Le impostazioni delle Reti all'interno del Cluster servono per poter consentire ai nodi di comunicare e scambiarsi dati tra loro, nel nostro caso il wizard ha identificato 3 reti disponibili:
10.10.0.0/24
192.168.130.0/24 (ISCSI)
192.168.131.0/24 (ISCSI)

Ma noi non vogliamo che le reti dedicate all’ISCSI vengano utilizzate in alcun altro modo, quindi le disattiviamo.

Il nostro Cluster è finalmente pronto, non ci resta che aggiungere una macchina virtuale per fare tutti i Test prima di metterci le macchine di esercizio. Nel mio caso ho scaricato ed importato una versione trial di una macchina virtuale Windows Server 2008 R2 x64. Una volta aggiunta ai Servizi e applicazione del Cluster nal menù azioni o semplicemente nel menù contestuale chiamato con il mouse destro abbiamo l’opzione per eseguire la migrazione della Virtual machine sull’altro nodo (Live Migration).

Test e conclusioni


Ed ecco il risultato di un ping –t durante la Live Migration


Ho eseguito anche positivamente dei test di Fail del server che ospitava la macchina virtuale, ovviamente in questo caso la macchina viene riavviata (la RAM non è condivisa dalle due macchine, quindi una chiusura “sporca” non ne consente il recupero).

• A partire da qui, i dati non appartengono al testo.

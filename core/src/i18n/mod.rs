//! Localized message resolution
//!
//! A [`MessageCatalog`] maps a message key and locale to a template. Templates
//! use positional `{0}`, `{1}` placeholders; a placeholder naming another key,
//! e.g. `{emp.not.found}`, is expanded with that key's template.

mod bundle;

pub use bundle::{BundleCatalog, EmptyCatalog};

use cb_shared::types::Locale;
use once_cell::sync::Lazy;
use regex::Regex;
use serde_json::Value;
use thiserror::Error;

/// Nested placeholder passes after the first rendering
pub const MAX_NESTED_PASSES: usize = 2;

static PLACEHOLDER: Lazy<Regex> = Lazy::new(|| Regex::new(r"\{([^}]+)\}").unwrap());
static POSITIONAL: Lazy<Regex> = Lazy::new(|| Regex::new(r"\{(\d+)\}").unwrap());

/// Catalog failures
#[derive(Error, Debug)]
pub enum CatalogError {
    #[error("Failed to read message bundle {path}: {source}")]
    Io {
        path: String,
        #[source]
        source: std::io::Error,
    },

    #[error("Malformed message bundle: {0}")]
    Parse(#[from] toml::de::Error),

    #[error("Invalid bundle section [{0}]")]
    InvalidSection(String),

    #[error("Message catalog unavailable: {0}")]
    Unavailable(String),

    #[error("Message bundle is missing {} key(s) for {locale}: {}", keys.len(), keys.join(", "))]
    Incomplete { locale: String, keys: Vec<String> },
}

/// Key to localized template lookup
///
/// Implementations are shared read-only across requests.
pub trait MessageCatalog: Send + Sync {
    /// Template for `key` in `locale`, or `None` when no bundle defines it
    fn lookup(&self, key: &str, locale: &Locale) -> Result<Option<String>, CatalogError>;

    /// Render `key` with `args`, surfacing collaborator faults
    ///
    /// A missing key renders as the key itself. Nested `{key}` placeholders
    /// are expanded in the templates only; arguments are substituted last
    /// and never expanded.
    fn try_resolve(&self, key: &str, locale: &Locale, args: &[Value]) -> Result<String, CatalogError> {
        let mut template = self.lookup(key, locale)?.unwrap_or_else(|| key.to_string());

        for _ in 0..MAX_NESTED_PASSES {
            if !PLACEHOLDER.is_match(&template) {
                break;
            }
            let expanded = expand_nested(self, &template, locale)?;
            if expanded == template {
                break;
            }
            template = expanded;
        }

        Ok(format_positional(&template, args))
    }

    /// Render `key` with `args`; never fails
    fn resolve(&self, key: &str, locale: &Locale, args: &[Value]) -> String {
        match self.try_resolve(key, locale, args) {
            Ok(message) => message,
            Err(err) => {
                tracing::warn!(key, locale = %locale, error = %err, "Message lookup failed, using key");
                key.to_string()
            }
        }
    }
}

/// Substitute `{n}` with the n-th argument; unmatched indices are left as-is
pub fn format_positional(template: &str, args: &[Value]) -> String {
    if args.is_empty() {
        return template.to_string();
    }
    POSITIONAL
        .replace_all(template, |caps: &regex::Captures<'_>| {
            caps[1]
                .parse::<usize>()
                .ok()
                .and_then(|idx| args.get(idx))
                .map(display_value)
                .unwrap_or_else(|| caps[0].to_string())
        })
        .into_owned()
}

/// Argument as it appears inside a message
pub fn display_value(value: &Value) -> String {
    match value {
        Value::String(s) => s.clone(),
        other => other.to_string(),
    }
}

fn expand_nested<C>(catalog: &C, template: &str, locale: &Locale) -> Result<String, CatalogError>
where
    C: MessageCatalog + ?Sized,
{
    let mut out = String::with_capacity(template.len());
    let mut last = 0;

    for caps in PLACEHOLDER.captures_iter(template) {
        let (Some(whole), Some(token)) = (caps.get(0), caps.get(1)) else {
            continue;
        };
        out.push_str(&template[last..whole.start()]);
        // positional slots are filled after expansion
        let nested = if POSITIONAL.is_match(whole.as_str()) {
            None
        } else {
            catalog.lookup(token.as_str(), locale)?
        };
        out.push_str(nested.as_deref().unwrap_or(whole.as_str()));
        last = whole.end();
    }
    out.push_str(&template[last..]);

    Ok(out)
}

Ultima nota è possibile distribuire le macchine virtuali a piacimento sui nodi del cluster facendole lavorare in modalità attivo/attivo e spostandole all’occorrenza fra i vari nodi, in questa modo è possibile eseguire una distribuzione dei carichi facendo attenzione a ricordare sempre che l’ I/O sulla SAN, che è comune, può essere un collo di bottiglia.

Spero che questa guida possa esservi utile. Vi chiederei cortesemente di segnalarmi qualsiasi errore o inesattezza possiate riscontrarvi.